In Europe, companies such as Stillfront continue to be stealthy by picking off studios seemingly past their prime but still turning a nice little profit.

Social Casino darlings Playtika went public in one of Israel’s biggest IPO’s and Huuuge Games, the toast of the town in Poland, is set to do the same.

If we look East, Tencent & ByteDance are the Kaiju (albeit Chinese rather than Japanese Kaiju ) who can dominate, especially as Android will see a huge resurgence in 2021 as IOS user acquisition wobbles like a skyscraper in a Godzilla movie.

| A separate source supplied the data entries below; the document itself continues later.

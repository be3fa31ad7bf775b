//! Turning a finished command into a stored event.
//!
//! Both `run` and `record` funnel through [`capture`]: validate the timing,
//! consult the ignore rules, and append the event to whatever session is
//! open when the write commits.

use chrono::{DateTime, Utc};
use tt_core::{Event, IgnoreFilter, NewEvent, ValidationError, categorize, sanitize};
use tt_db::{Database, DbError};

use crate::Config;

pub const PROJECT_ENV: &str = "TIMETRACE_PROJECT";
pub const TAG_ENV: &str = "TIMETRACE_TAG";

/// A finished command waiting to be recorded.
#[derive(Debug, Clone, PartialEq, Eq)]
pub struct CaptureRequest {
    pub command: String,
    pub started_at: DateTime<Utc>,
    pub ended_at: DateTime<Utc>,
    pub exit_code: Option<i32>,
    pub cwd: Option<String>,
    pub project: Option<String>,
    pub tag: Option<String>,
}

impl CaptureRequest {
    /// Fills a missing project or tag from `TIMETRACE_PROJECT`/`TIMETRACE_TAG`.
    #[must_use]
    pub fn with_env_defaults(self) -> Self {
        self.with_defaults_from(|name| std::env::var(name).ok())
    }

    fn with_defaults_from(mut self, lookup: impl Fn(&str) -> Option<String>) -> Self {
        let from_env = |name: &str| lookup(name).filter(|value| !value.trim().is_empty());
        if blank(self.project.as_deref()) {
            self.project = from_env(PROJECT_ENV);
        }
        if blank(self.tag.as_deref()) {
            self.tag = from_env(TAG_ENV);
        }
        self
    }
}

fn blank(value: Option<&str>) -> bool {
    value.is_none_or(|v| v.trim().is_empty())
}

#[derive(Debug, Clone, PartialEq, Eq)]
pub enum CaptureOutcome {
    Recorded(Event),
    /// Matched an ignore rule (or was blank); nothing was written.
    Ignored,
}

/// How raw command text is cleaned before recording.
#[derive(Debug, Clone, Copy, PartialEq, Eq)]
pub struct CommandPolicy {
    pub redact_secrets: bool,
    pub max_command_len: usize,
}

impl CommandPolicy {
    pub const fn from_config(config: &Config) -> Self {
        Self {
            redact_secrets: config.redact_secrets,
            max_command_len: config.max_command_len,
        }
    }

    /// Command text for an argv the CLI is about to execute.
    pub fn from_args<S: AsRef<str>>(&self, args: &[S]) -> String {
        let text = if self.redact_secrets {
            sanitize::sanitize_args(args)
        } else {
            args.iter().map(AsRef::as_ref).collect::<Vec<_>>().join(" ")
        };
        sanitize::truncate(&text, self.max_command_len)
    }

    /// Command text for a line reported by a shell hook.
    pub fn from_line(&self, line: &str) -> String {
        let text = if self.redact_secrets {
            sanitize::sanitize_command_line(line)
        } else {
            line.trim().to_string()
        };
        sanitize::truncate(&text, self.max_command_len)
    }
}

/// Records a finished command unless an ignore rule excludes it.
///
/// Nothing is written when validation fails or the command is ignored.
pub fn capture(
    db: &mut Database,
    filter: &IgnoreFilter,
    request: CaptureRequest,
) -> Result<CaptureOutcome, DbError> {
    if request.ended_at < request.started_at {
        return Err(ValidationError::InvalidDuration {
            started_at: request.started_at.to_rfc3339(),
            ended_at: request.ended_at.to_rfc3339(),
        }
        .into());
    }

    let command = request.command.trim();
    if command.is_empty() {
        tracing::debug!("blank command, nothing to record");
        return Ok(CaptureOutcome::Ignored);
    }
    if let Some(rule) = filter.first_match(command) {
        tracing::debug!(command, %rule, "command matches ignore rule");
        return Ok(CaptureOutcome::Ignored);
    }

    let event = NewEvent {
        command: command.to_string(),
        started_at: request.started_at,
        ended_at: request.ended_at,
        exit_code: request.exit_code,
        cwd: request.cwd,
        project: request.project.filter(|p| !p.trim().is_empty()),
        tag: request.tag.filter(|t| !t.trim().is_empty()),
        category: categorize(command),
    };
    let event = db.append_event_in_current_session(event)?;
    Ok(CaptureOutcome::Recorded(event))
}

What next? More consolidation?
Are we going to see more consolidation? Is the Pope a Catholic? Of course we are. Why? IDFA deprecation means that certain players become vulnerable and start sticking ‘For Sale’ signs up. DSPs and MMPs, I’m looking at you. Everyone will need to innovate - creative becomes king again when contextual targeting rides back into town. BI and first party data also come more to the front as you need to understand your players and how to attract more like them in this new privacy-centric world. A return to good old values takes time and expertise and patience. The gaming industry will crack it because it has the smartest mobile brains in the business and SWAT teams working on it day and night.

This is all costly, time-consuming and frankly, a pain in the ass if you are a small player or a gaming studio that just wants to make games. You need to pick a side and jump on board.

Likewise, if you are a monetization expert, then it makes sense that you look to buy first-rate supply, so gaming studios become key acquisition targets. Coming to the party with War Chests containing fresh IPO dollars is going to be eye-catching.

It’s just easier for ad tech to buy gaming than vice versa. Ad tech companies know what they are looking for and there are literally thousands of gaming studios to choose from. Scalable and interesting ad tech companies are relatively scarce, and have their prices inflated because of all the private equity firms circling above.

The larger players will be creating private data networks to compete with the self-attributing networks such as Facebook and Google. Applovin’s acquisition of Adjust is a clear move towards that end goal. This is all against a backdrop of the gaming giants getting their wallets out and flashing the cash.

It’s obvious that a byproduct of Apple’s privacy push is clearly that it will benefit its own ad business. Apple Display and a proper Apple Search Engine product to rival Google are touching distance away, while Apple Search Ads continues to grow in stature and importance. We wait to see what Facebook  and Google do to combat Apple wrestling control of IOS ad spend.

Closing thoughts
M&A doesn’t need to decline in times of uncertainty. We have seen that massive uncertainty in the economy due to COVID and with upcoming privacy changes have fuelled a flurry of activity.  

Gaming app tech is having its day in the sun. I’m especially happy, as I’ve been banging the drum for the importance of mobile gaming for a decade. It’s about time that mobile gaming takes its place at the top table and gets recognised for fuelling the app economy and for leading the ferocious change of pace in performance marketing.